Short-Term Solar Power Predicting Model Based on Multi-Step CNN Stacked LSTM Technique

Abstract

Variability in solar irradiance has an impact on the stability of solar systems and the grid’s safety. With the decreasing cost of solar panels and recent advancements in energy conversion technology, precise solar energy forecasting is critical for energy system integration. Despite extensive research, there is still potential for advancement of solar irradiance prediction accuracy, especially global horizontal irradiance. Global Horizontal Irradiance (GHI) (unit: KWh/m2) and the Plane Of Array (POA) irradiance (unit: W/m2) were used as the forecasting objectives in this research, and a hybrid short-term solar irradiance prediction model called modified multi-step Convolutional Neural Network (CNN)-stacked Long-Short-Term-Memory network (LSTM) with drop-out was proposed. The real solar data from Sweihan Photovoltaic Independent Power Project in Abu Dhabi, UAE is preprocessed, and features were extracted using modified CNN layers.
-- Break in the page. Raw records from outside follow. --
use std::path::{Path, PathBuf};
use std::sync::Arc;
use std::time::Duration;

use clap::Parser;
use dioxus::LaunchBuilder;
use dioxus::desktop::{Config as DesktopConfig, WindowBuilder};
use services::{
    AchievementService, ApiConfig, AppServices, Clock, LessonService, ProgressService,
};
use thiserror::Error;
use tracing::info;
use tracing_subscriber::EnvFilter;
use ui::{App, UiApp, build_app_context};

#[derive(Debug, Error)]
enum ArgsError {
    #[error("invalid --db value: {raw}")]
    InvalidDbUrl { raw: String },
}

/// Desktop client for the chess lessons server.
#[derive(Debug, Parser)]
#[command(name = "chess-edu", version)]
struct Args {
    /// Base URL of the lessons and progress server.
    #[arg(long, env = "CHESS_EDU_API_URL", default_value = "http://127.0.0.1:5001")]
    api_url: String,

    /// `SQLite` database used to mirror progress for offline use.
    #[arg(
        long = "db",
        env = "CHESS_EDU_DB_URL",
        default_value = "sqlite://chess-edu.sqlite3"
    )]
    db_url: String,

    /// Per-request timeout for server calls.
    #[arg(long, default_value_t = 10)]
    request_timeout_secs: u64,
}

struct DesktopApp {
    services: AppServices,
}

impl UiApp for DesktopApp {
    fn lessons(&self) -> Arc<LessonService> {
        self.services.lessons()
    }

    fn achievements(&self) -> Arc<AchievementService> {
        self.services.achievements()
    }

    fn progress(&self) -> Arc<ProgressService> {
        self.services.progress()
    }
}

fn normalize_sqlite_url(raw: &str) -> String {
    let trimmed = raw.trim();
    if trimmed == "sqlite::memory:" || trimmed.starts_with("sqlite://") {
        return trimmed.to_owned();
    }

    let path_str = trimmed.strip_prefix("sqlite:").unwrap_or(trimmed);
    let path = Path::new(path_str);
    let absolute = if path.is_absolute() {
        path.to_path_buf()
    } else {
        std::env::current_dir()
            .unwrap_or_else(|_| PathBuf::from("."))
            .join(path)
    };
    format!("sqlite://{}", absolute.display())
}

fn prepare_sqlite_file(db_url: &str) -> Result<(), Box<dyn std::error::Error>> {
    if db_url == "sqlite::memory:" {
        return Ok(());
    }

    let path = db_url
        .strip_prefix("sqlite://")
        .ok_or_else(|| ArgsError::InvalidDbUrl {
            raw: db_url.to_owned(),
        })?;
    let path = path.split('?').next().unwrap_or(path);
    if path.is_empty() {
        return Err(ArgsError::InvalidDbUrl {
            raw: db_url.to_owned(),
        }
        .into());
    }

    let path = Path::new(path);
    if let Some(parent) = path.parent() {
        std::fs::create_dir_all(parent)?;
    }

    if !path.exists() {
        std::fs::OpenOptions::new()
            .create(true)
            .write(true)
            .truncate(false)
            .open(path)?;
    }

    Ok(())
}

async fn run(args: Args) -> Result<(), Box<dyn std::error::Error>> {
    if args.db_url.trim().is_empty() {
        return Err(ArgsError::InvalidDbUrl { raw: args.db_url }.into());
    }
    let db_url = normalize_sqlite_url(&args.db_url);

    // Open + migrate SQLite at startup so the services stay storage-agnostic.
    prepare_sqlite_file(&db_url)?;
    let api = ApiConfig::new(
        args.api_url,
        Duration::from_secs(args.request_timeout_secs),
    );
    let services = AppServices::new_sqlite(&db_url, api, Clock::system()).await?;
    info!(db = %db_url, "progress mirror ready");

    let app: Arc<dyn UiApp> = Arc::new(DesktopApp { services });
    let context = build_app_context(&app);

    // On macOS, Dioxus/tao can default to an always-on-top window in some dev setups.
    let desktop_cfg = DesktopConfig::new().with_window(
        WindowBuilder::new()
            .with_title("Chess Edu")
            .with_always_on_top(false),
    );

    LaunchBuilder::desktop()
        .with_cfg(desktop_cfg)
        .with_context(context)
        .launch(App);
    Ok(())
}

#[tokio::main]
async fn main() {
    tracing_subscriber::fmt()
        .with_env_filter(
            EnvFilter::try_from_default_env().unwrap_or_else(|_| EnvFilter::new("info")),
        )
        .init();

    let args = Args::parse();
    if let Err(err) = run(args).await {
        tracing::error!(error = %err, "chess-edu failed to start");
        std::process::exit(2);
    }
}

#[cfg(test)]
mod tests {
    use super::*;

    #[test]
    fn sqlite_urls_pass_through() {
        assert_eq!(normalize_sqlite_url("sqlite::memory:"), "sqlite::memory:");
        assert_eq!(
            normalize_sqlite_url("sqlite:///tmp/chess.sqlite3"),
            "sqlite:///tmp/chess.sqlite3"
        );
    }

    #[test]
    fn bare_paths_become_absolute_urls() {
        assert_eq!(
            normalize_sqlite_url("sqlite:/var/chess.sqlite3"),
            "sqlite:///var/chess.sqlite3"
        );
        let relative = normalize_sqlite_url("chess.sqlite3");
        assert!(relative.starts_with("sqlite:///"));
        assert!(relative.ends_with("/chess.sqlite3"));
    }

    #[test]
    fn prepare_rejects_non_file_urls() {
        assert!(prepare_sqlite_file("postgres://db").is_err());
        assert!(prepare_sqlite_file("sqlite://").is_err());
        assert!(prepare_sqlite_file("sqlite::memory:").is_ok());
    }

    #[test]
    fn args_parse_flags() {
        let args = Args::try_parse_from([
            "chess-edu",
            "--api-url",
            "http://lessons.test",
            "--db",
            "sqlite::memory:",
            "--request-timeout-secs",
            "3",
        ])
        .unwrap();
        assert_eq!(args.api_url, "http://lessons.test");
        assert_eq!(args.db_url, "sqlite::memory:");
        assert_eq!(args.request_timeout_secs, 3);
    }

    #[test]
    fn args_reject_bad_timeout() {
        assert!(Args::try_parse_from(["chess-edu", "--request-timeout-secs", "soon"]).is_err());
    }
}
The output result from CNN is used to predict the targets using a stacked LSTM network and the efficiency is proved by comparing statistical performance measures in terms of Root Mean Square Error (RMSE), Mean Absolute Percentage Error (MAPE), Mean Squared Error (MAE), and R2 scores, with other contemporary machine learning and deep-learning-based models. The proposed model offered the best RMSE and R2 values of 0.36 and 0.98 for solar irradiance prediction and 61.24 with R2 0.96 for POA prediction, which also showed better performance as compared to the published works in the literature.